About once in each century, the British allow themselves to hope. The humorous resignation slips away; the people described as the only nation to feel Schadenfreude about themselves sense that they can transform their lives; the air of a rainy springtime fills British lungs. The last time this happened was in the years before and after the end of World War II: Labour’s electoral victory, the coming of free and universal health care, education, and social security, the attempt to expropriate the economy’s “commanding heights” in the people’s name.
But that was a brief, cool springtime, controlled from above and—in spite of the visionary rhetoric—cautious in scope. Louis MacNeice had written: “If it is something feasible, obtainable,/Let us dream it now,/And pray for a possible land.” Something feasible was indeed obtained: a new and long-lasting measure of social justice. But the possible land turned out to be a gray, austerely disciplined landscape, and the dreams and prayers were over by the early 1950s.
Fifty years before, there had been another season of hope that lasted longer and was far more ambitious. This was the upwelling of an enormous shoal of protests and visions that began to break the surface in the 1890s. Especially after Victoria’s death in 1901, the impact of these movements changed British culture, transformed intellectual and political expectations, and undermined all certainties in the course of the Edwardian decade. In its final phase, this surge entered a crescendo of direct action, street violence, and millenarian demands that seemed to both its participants and its foes like a prelude to revolution. But then came World War I, and an age of optimism was drowned.
That age forms the setting for Antonia Byatt’s majestic and immensely ambitious novel.
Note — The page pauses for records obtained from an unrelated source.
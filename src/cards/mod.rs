//! Card system: faces, physical cards, and decks.
//!
//! ## Key Types
//!
//! - `FaceValue`: The symbol two cards must share to match
//! - `CardFace`: Catalog entry (symbol, image, reward)
//! - `CardId` / `Card`: One physical tile on the board
//! - `Deck`: Validated, shuffleable sequence of paired cards

pub mod deck;
pub mod definition;
pub mod instance;

pub use deck::Deck;
pub use definition::{CardFace, FaceValue};
pub use instance::{Card, CardId};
It was a moment when Britain’s thinkers and creators looked back on the last, incredible century, which had brought their country to world leadership in manufacture and trade, to naval supremacy across the globe, and to dominion over a gigantic overseas colonial empire. But it was also a century in which Britain itself had changed beyond recognition, visually and socially. As these fin-de-siècle intellectuals perceived it, the “green and pleasant land” had been invaded by raw industrial cities that spouted their smoke over a new class: the proletarian millions who lived short lives in a squalor and a poverty that seemed to deepen as the wealth and comfort of the middle classes increased. The cultural and economic gulf between “the two nations” had widened until it seemed unbridgeable.
At the end of the Victorian century, men and women with ideas felt that this society they had inherited was monstrous and, as we would now say, unsustainable. It was, above all, unnatural—as much in its stunting of human instincts and potential for happiness as in its severing of human bonds with earth, trees, and fresh air. So it must be changed, and there was determination and confidence that it could be changed.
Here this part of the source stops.